::: Extracted records
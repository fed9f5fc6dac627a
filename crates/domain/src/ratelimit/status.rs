use std::time::{Duration, SystemTime};

use serde::{Deserialize, Serialize};

use super::aggregate::window_bounds;
use super::event::RateLimitEvent;

/// Query-side view of one `(client, resource)` counter, derived from the
/// event stream.
#[derive(Debug, Clone, PartialEq, Serialize, Deserialize)]
pub struct RateLimitStatus {
    pub client_id: String,
    pub resource: String,
    pub is_allowed: bool,
    pub request_count: u32,
    pub limit: u32,
    pub remaining_quota: u32,
    pub window_start: SystemTime,
    pub window_end: SystemTime,
    pub reset_time: SystemTime,
    pub is_blocked: bool,
    pub blocked_until: Option<SystemTime>,
    pub retry_after_secs: u64,
}

impl RateLimitStatus {
    /// Status for a key with no recorded events: allowed, empty counters.
    pub fn default_for(client_id: &str, resource: &str, now: SystemTime) -> Self {
        let window_end = now + Duration::from_secs(3600);
        Self {
            client_id: client_id.to_string(),
            resource: resource.to_string(),
            is_allowed: true,
            request_count: 0,
            limit: 0,
            remaining_quota: 0,
            window_start: now,
            window_end,
            reset_time: window_end,
            is_blocked: false,
            blocked_until: None,
            retry_after_secs: 0,
        }
    }

    /// Project a single event into the status it implies. `now` is only used
    /// to compute the retry-after horizon for denials.
    pub fn from_event(event: &RateLimitEvent, now: SystemTime) -> Self {
        match event {
            RateLimitEvent::RateLimitApplied {
                client_id,
                resource,
                window_start,
                window_end,
                request_count,
                limit,
                remaining_quota,
                ..
            } => Self {
                client_id: client_id.clone(),
                resource: resource.clone(),
                is_allowed: true,
                request_count: *request_count,
                limit: *limit,
                remaining_quota: *remaining_quota,
                window_start: *window_start,
                window_end: *window_end,
                reset_time: *window_end,
                is_blocked: false,
                blocked_until: None,
                retry_after_secs: 0,
            },
            RateLimitEvent::RateLimitExceeded {
                client_id,
                resource,
                request_count,
                limit,
                window_start,
                window_end,
                blocked_until,
                ..
            } => Self {
                client_id: client_id.clone(),
                resource: resource.clone(),
                is_allowed: false,
                request_count: *request_count,
                limit: *limit,
                remaining_quota: 0,
                window_start: *window_start,
                window_end: *window_end,
                reset_time: *window_end,
                is_blocked: true,
                blocked_until: Some(*blocked_until),
                retry_after_secs: retry_after(*blocked_until, now),
            },
            RateLimitEvent::RateLimitWindowReset {
                client_id,
                resource,
                window_start,
                ..
            } => Self {
                client_id: client_id.clone(),
                resource: resource.clone(),
                is_allowed: true,
                request_count: 0,
                limit: 0,
                remaining_quota: 0,
                window_start: *window_start,
                window_end: *window_start,
                reset_time: *window_start,
                is_blocked: false,
                blocked_until: None,
                retry_after_secs: 0,
            },
        }
    }
}

/// Seconds until `until`, clamped at zero.
pub fn retry_after(until: SystemTime, now: SystemTime) -> u64 {
    until
        .duration_since(now)
        .map(|d| d.as_secs())
        .unwrap_or(0)
}

/// One entry in the per-key history projection.
#[derive(Debug, Clone, PartialEq, Serialize, Deserialize)]
pub struct HistoryRecord {
    pub event_id: String,
    pub event_type: String,
    pub client_id: String,
    pub resource: String,
    pub timestamp: SystemTime,
    pub request_count: u32,
    pub limit: u32,
    pub is_blocked: bool,
}

impl HistoryRecord {
    pub fn from_event(event: &RateLimitEvent) -> Self {
        let (request_count, limit) = match event {
            RateLimitEvent::RateLimitApplied {
                request_count,
                limit,
                ..
            }
            | RateLimitEvent::RateLimitExceeded {
                request_count,
                limit,
                ..
            } => (*request_count, *limit),
            RateLimitEvent::RateLimitWindowReset { .. } => (0, 0),
        };
        Self {
            event_id: event.meta().id.clone(),
            event_type: event.event_type().to_string(),
            client_id: event.client_id().to_string(),
            resource: event.resource().to_string(),
            timestamp: event.meta().timestamp,
            request_count,
            limit,
            is_blocked: event.is_denial(),
        }
    }
}

/// A page of history records.
#[derive(Debug, Clone, PartialEq, Serialize, Deserialize)]
pub struct RateLimitHistory {
    pub records: Vec<HistoryRecord>,
    pub total_count: usize,
    pub has_more: bool,
}

/// Per-resource request totals.
#[derive(Debug, Clone, PartialEq, Serialize, Deserialize)]
pub struct ResourceStats {
    pub resource: String,
    pub total_requests: u64,
    pub blocked_requests: u64,
    pub allowed_requests: u64,
    pub blocked_rate: f64,
}

/// One minute bucket of the per-client time series.
#[derive(Debug, Clone, PartialEq, Serialize, Deserialize)]
pub struct TimeSeriesPoint {
    pub timestamp: SystemTime,
    pub total_requests: u64,
    pub blocked_requests: u64,
    pub allowed_requests: u64,
}

/// Per-client totals, per-resource breakdown, and minute-bucketed series.
#[derive(Debug, Clone, PartialEq, Serialize, Deserialize)]
pub struct ClientStats {
    pub client_id: String,
    pub total_requests: u64,
    pub blocked_requests: u64,
    pub allowed_requests: u64,
    pub resource_stats: Vec<ResourceStats>,
    pub time_series: Vec<TimeSeriesPoint>,
}

impl ClientStats {
    pub fn new(client_id: &str) -> Self {
        Self {
            client_id: client_id.to_string(),
            total_requests: 0,
            blocked_requests: 0,
            allowed_requests: 0,
            resource_stats: Vec::new(),
            time_series: Vec::new(),
        }
    }

    /// Count one decision against the totals, the resource breakdown, and
    /// the minute bucket containing `at`.
    pub fn record(&mut self, resource: &str, allowed: bool, at: SystemTime) {
        self.total_requests += 1;
        if allowed {
            self.allowed_requests += 1;
        } else {
            self.blocked_requests += 1;
        }

        let idx = match self
            .resource_stats
            .iter()
            .position(|s| s.resource == resource)
        {
            Some(idx) => idx,
            None => {
                self.resource_stats.push(ResourceStats {
                    resource: resource.to_string(),
                    total_requests: 0,
                    blocked_requests: 0,
                    allowed_requests: 0,
                    blocked_rate: 0.0,
                });
                self.resource_stats.len() - 1
            }
        };
        let entry = &mut self.resource_stats[idx];
        entry.total_requests += 1;
        if allowed {
            entry.allowed_requests += 1;
        } else {
            entry.blocked_requests += 1;
        }
        entry.blocked_rate = entry.blocked_requests as f64 / entry.total_requests as f64;

        let (bucket, _) = window_bounds(at, Duration::from_secs(60));
        let idx = match self.time_series.iter().position(|p| p.timestamp == bucket) {
            Some(idx) => idx,
            None => {
                self.time_series.push(TimeSeriesPoint {
                    timestamp: bucket,
                    total_requests: 0,
                    blocked_requests: 0,
                    allowed_requests: 0,
                });
                self.time_series.len() - 1
            }
        };
        let point = &mut self.time_series[idx];
        point.total_requests += 1;
        if allowed {
            point.allowed_requests += 1;
        } else {
            point.blocked_requests += 1;
        }
    }
}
::::::
- _What to work on_
Each line from the material above that mentions the word "iter" needs to be copied.

- _Expected output_
            .iter()
        let idx = match self.time_series.iter().position(|p| p.timestamp == bucket) {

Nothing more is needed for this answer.